In the entries that follow, the lines from the one with "assert_eq!(paginator.get_slice_bounds(0), (0, 0));" through the one with "for kind in" are the ones to write out, exactly and with both ends included. Nothing else should appear.

Dataset items
BEGIN

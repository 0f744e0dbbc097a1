//! Pagination state and page-control metadata.
//!
//! This component calculates pagination and describes the control strip
//! (Previous, one control per page, Next). It does not render pages of
//! content itself; the list slices its records with
//! [`Model::get_slice_bounds`] and renders the controls returned by
//! [`Model::controls`].
//!
//! Pages are 1-based: the first page is page 1.

use crate::markup::escape;

/// Which control of the strip a [`PageControl`] is.
#[derive(Debug, Clone, Copy, PartialEq, Eq, Hash)]
pub enum PageControlKind {
    /// Go back one page.
    Previous,
    /// Jump to a specific page.
    Number(usize),
    /// Go forward one page.
    Next,
}

impl PageControlKind {
    /// The value written to the control's `data-page` attribute.
    pub fn data_value(&self) -> String {
        match self {
            PageControlKind::Previous => "prev".to_string(),
            PageControlKind::Number(n) => n.to_string(),
            PageControlKind::Next => "next".to_string(),
        }
    }

    /// Parses a `data-page` attribute value.
    pub fn from_data_value(value: &str) -> Option<Self> {
        match value {
            "prev" => Some(PageControlKind::Previous),
            "next" => Some(PageControlKind::Next),
            n => n.parse().ok().map(PageControlKind::Number),
        }
    }
}

/// One control of the pagination strip.
#[derive(Debug, Clone, PartialEq, Eq)]
pub struct PageControl {
    /// What the control does.
    pub kind: PageControlKind,
    /// Visible label.
    pub label: String,
    /// Disabled controls render but do not react to activation.
    pub enabled: bool,
    /// Marks the current page.
    pub active: bool,
}

impl PageControl {
    /// Renders the control as a button fragment.
    ///
    /// ```rust
    /// use datalist_widgets::paginator::{PageControl, PageControlKind};
    ///
    /// let control = PageControl {
    ///     kind: PageControlKind::Number(2),
    ///     label: "2".to_string(),
    ///     enabled: true,
    ///     active: true,
    /// };
    /// assert_eq!(
    ///     control.to_markup(),
    ///     r#"<button type="button" class="page-btn active" data-page="2" aria-current="page">2</button>"#
    /// );
    /// ```
    pub fn to_markup(&self) -> String {
        let mut class = String::from("page-btn");
        if self.active {
            class.push_str(" active");
        }
        let mut extra = String::new();
        if self.active {
            extra.push_str(r#" aria-current="page""#);
        }
        if !self.enabled {
            extra.push_str(" disabled");
        }
        format!(
            r#"<button type="button" class="{}" data-page="{}"{}>{}</button>"#,
            class,
            self.kind.data_value(),
            extra,
            escape(&self.label)
        )
    }
}

/// A paginator model for handling pagination state.
///
/// # Examples
///
/// ```rust
/// use datalist_widgets::paginator::Model;
///
/// let mut paginator = Model::new()
///     .with_per_page(10)
///     .with_total_items(25); // 3 pages
///
/// assert_eq!(paginator.total_pages, 3);
/// assert_eq!(paginator.get_slice_bounds(25), (0, 10));
///
/// assert!(paginator.go_to(3));
/// assert_eq!(paginator.get_slice_bounds(25), (20, 25));
///
/// assert!(!paginator.go_to(4)); // out of range, ignored
/// assert_eq!(paginator.page, 3);
/// ```
#[derive(Debug, Clone)]
pub struct Model {
    /// The current page, 1-based.
    pub page: usize,
    /// The number of items per page.
    pub per_page: usize,
    /// The total number of pages, at least 1.
    pub total_pages: usize,
    /// Label of the Previous control.
    pub prev_label: String,
    /// Label of the Next control.
    pub next_label: String,
}

impl Default for Model {
    /// Page 1 of 1, ten items per page.
    fn default() -> Self {
        Self {
            page: 1,
            per_page: crate::config::DEFAULT_ITEMS_PER_PAGE,
            total_pages: 1,
            prev_label: "Previous".to_string(),
            next_label: "Next".to_string(),
        }
    }
}

impl Model {
    /// Creates a new paginator model with default settings.
    pub fn new() -> Self {
        Self::default()
    }

    /// Sets the total number of items and calculates total pages (builder pattern).
    pub fn with_total_items(mut self, items: usize) -> Self {
        self.set_total_items(items);
        self
    }

    /// Sets the number of items per page (builder pattern).
    ///
    /// Values less than 1 are clamped to 1.
    pub fn with_per_page(mut self, per_page: usize) -> Self {
        self.per_page = per_page.max(1);
        self
    }

    /// Sets the number of items per page. Values less than 1 are clamped to 1.
    pub fn set_per_page(&mut self, per_page: usize) {
        self.per_page = per_page.max(1);
    }

    /// Sets the labels of the Previous and Next controls.
    pub fn set_labels(&mut self, prev: &str, next: &str) {
        self.prev_label = prev.to_string();
        self.next_label = next.to_string();
    }

    /// Calculates total pages from an item count.
    ///
    /// The result is always at least 1, even for 0 items. A current page
    /// past the new end is moved to the last page.
    ///
    /// ```rust
    /// use datalist_widgets::paginator::Model;
    ///
    /// let mut paginator = Model::new().with_per_page(10);
    /// paginator.set_total_items(95);
    /// assert_eq!(paginator.total_pages, 10);
    /// paginator.set_total_items(0);
    /// assert_eq!(paginator.total_pages, 1);
    /// ```
    pub fn set_total_items(&mut self, items: usize) {
        self.total_pages = items.div_ceil(self.per_page).max(1);
        self.page = self.page.clamp(1, self.total_pages);
    }

    /// Returns to page 1.
    pub fn reset(&mut self) {
        self.page = 1;
    }

    /// Returns true if `page` is within `[1, total_pages]`.
    pub fn contains(&self, page: usize) -> bool {
        (1..=self.total_pages).contains(&page)
    }

    /// Moves to `page` when it is in range. Returns whether the page was valid.
    pub fn go_to(&mut self, page: usize) -> bool {
        if !self.contains(page) {
            return false;
        }
        self.page = page;
        true
    }

    /// Calculates slice bounds for the current page.
    ///
    /// Returns the half-open range `(start, end)` clipped to `length`.
    pub fn get_slice_bounds(&self, length: usize) -> (usize, usize) {
        let start = (self.page - 1).saturating_mul(self.per_page).min(length);
        let end = start.saturating_add(self.per_page).min(length);
        (start, end)
    }

    /// Returns the number of items on the current page.
    pub fn items_on_page(&self, total_items: usize) -> usize {
        let (start, end) = self.get_slice_bounds(total_items);
        end - start
    }

    /// Returns true if the paginator is on the first page.
    pub fn on_first_page(&self) -> bool {
        self.page == 1
    }

    /// Returns true if the paginator is on the last page.
    pub fn on_last_page(&self) -> bool {
        self.page == self.total_pages
    }

    /// The page a control leads to from the current page.
    pub fn target_of(&self, kind: PageControlKind) -> usize {
        match kind {
            PageControlKind::Previous => self.page.saturating_sub(1),
            PageControlKind::Number(n) => n,
            PageControlKind::Next => self.page + 1,
        }
    }

    /// Describes the control strip for the current state.
    ///
    /// ```rust
    /// use datalist_widgets::paginator::{Model, PageControlKind};
    ///
    /// let paginator = Model::new().with_per_page(10).with_total_items(25);
    /// let controls = paginator.controls();
    ///
    /// assert_eq!(controls.len(), 5); // prev, 1, 2, 3, next
    /// assert_eq!(controls[0].kind, PageControlKind::Previous);
    /// assert!(!controls[0].enabled);
    /// assert!(controls[1].active);
    /// assert!(controls[4].enabled);
    /// ```
    pub fn controls(&self) -> Vec<PageControl> {
        let mut controls = Vec::with_capacity(self.total_pages + 2);
        controls.push(PageControl {
            kind: PageControlKind::Previous,
            label: self.prev_label.clone(),
            enabled: !self.on_first_page(),
            active: false,
        });
        for n in 1..=self.total_pages {
            controls.push(PageControl {
                kind: PageControlKind::Number(n),
                label: n.to_string(),
                enabled: true,
                active: n == self.page,
            });
        }
        controls.push(PageControl {
            kind: PageControlKind::Next,
            label: self.next_label.clone(),
            enabled: !self.on_last_page(),
            active: false,
        });
        controls
    }

    /// Renders the control strip as markup, one button per control.
    pub fn view(&self) -> String {
        self.controls().iter().map(PageControl::to_markup).collect()
    }
}

#[cfg(test)]
mod tests {
    use super::*;

    #[test]
    fn twenty_five_items_make_three_pages() {
        let mut paginator = Model::new().with_per_page(10).with_total_items(25);
        assert_eq!(paginator.total_pages, 3);
        assert_eq!(paginator.get_slice_bounds(25), (0, 10));
        paginator.go_to(2);
        assert_eq!(paginator.get_slice_bounds(25), (10, 20));
        paginator.go_to(3);
        assert_eq!(paginator.get_slice_bounds(25), (20, 25));
        assert_eq!(paginator.items_on_page(25), 5);
    }

    #[test]
    fn out_of_range_pages_are_ignored() {
        let mut paginator = Model::new().with_per_page(10).with_total_items(25);
        paginator.go_to(2);
        assert!(!paginator.go_to(0));
        assert!(!paginator.go_to(4));
        assert_eq!(paginator.page, 2);
    }

    #[test]
    fn shrinking_clamps_the_current_page() {
        let mut paginator = Model::new().with_per_page(5).with_total_items(50);
        paginator.go_to(10);
        paginator.set_total_items(12);
        assert_eq!(paginator.total_pages, 3);
        assert_eq!(paginator.page, 3);
    }

    #[test]
    fn per_page_clamps_to_one() {
        let paginator = Model::new().with_per_page(0);
        assert_eq!(paginator.per_page, 1);
    }

    #[test]
    fn empty_input_slices_to_nothing() {
        let paginator = Model::new().with_per_page(10).with_total_items(0);
        assert_eq!(paginator.total_pages, 1);
        assert_eq!(paginator.get_slice_bounds(0), (0, 0));
    }

    #[test]
    fn controls_mark_edges_disabled() {
        let mut paginator = Model::new().with_per_page(10).with_total_items(30);
        paginator.go_to(3);
        let controls = paginator.controls();
        assert!(controls.first().unwrap().enabled);
        assert!(!controls.last().unwrap().enabled);
        assert!(controls[3].active);
        assert_eq!(paginator.target_of(PageControlKind::Previous), 2);
        assert_eq!(paginator.target_of(PageControlKind::Next), 4);
    }

    #[test]
    fn data_values_round_trip_through_markup_attributes() {
        for kind in [
            PageControlKind::Previous,
            PageControlKind::Number(12),
            PageControlKind::Next,
        ] {
            assert_eq!(PageControlKind::from_data_value(&kind.data_value()), Some(kind));
        }
        assert_eq!(PageControlKind::from_data_value("x"), None);
    }

    #[test]
    fn disabled_controls_render_disabled() {
        let paginator = Model::new().with_per_page(10).with_total_items(20);
        let view = paginator.view();
        assert!(view.starts_with(
            r#"<button type="button" class="page-btn" data-page="prev" disabled>Previous</button>"#
        ));
        assert!(view.ends_with(r#"data-page="next">Next</button>"#));
    }
}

END

→ Written response
        assert_eq!(paginator.get_slice_bounds(0), (0, 0));
    }

    #[test]
    fn controls_mark_edges_disabled() {
        let mut paginator = Model::new().with_per_page(10).with_total_items(30);
        paginator.go_to(3);
        let controls = paginator.controls();
        assert!(controls.first().unwrap().enabled);
        assert!(!controls.last().unwrap().enabled);
        assert!(controls[3].active);
        assert_eq!(paginator.target_of(PageControlKind::Previous), 2);
        assert_eq!(paginator.target_of(PageControlKind::Next), 4);
    }

    #[test]
    fn data_values_round_trip_through_markup_attributes() {
        for kind in [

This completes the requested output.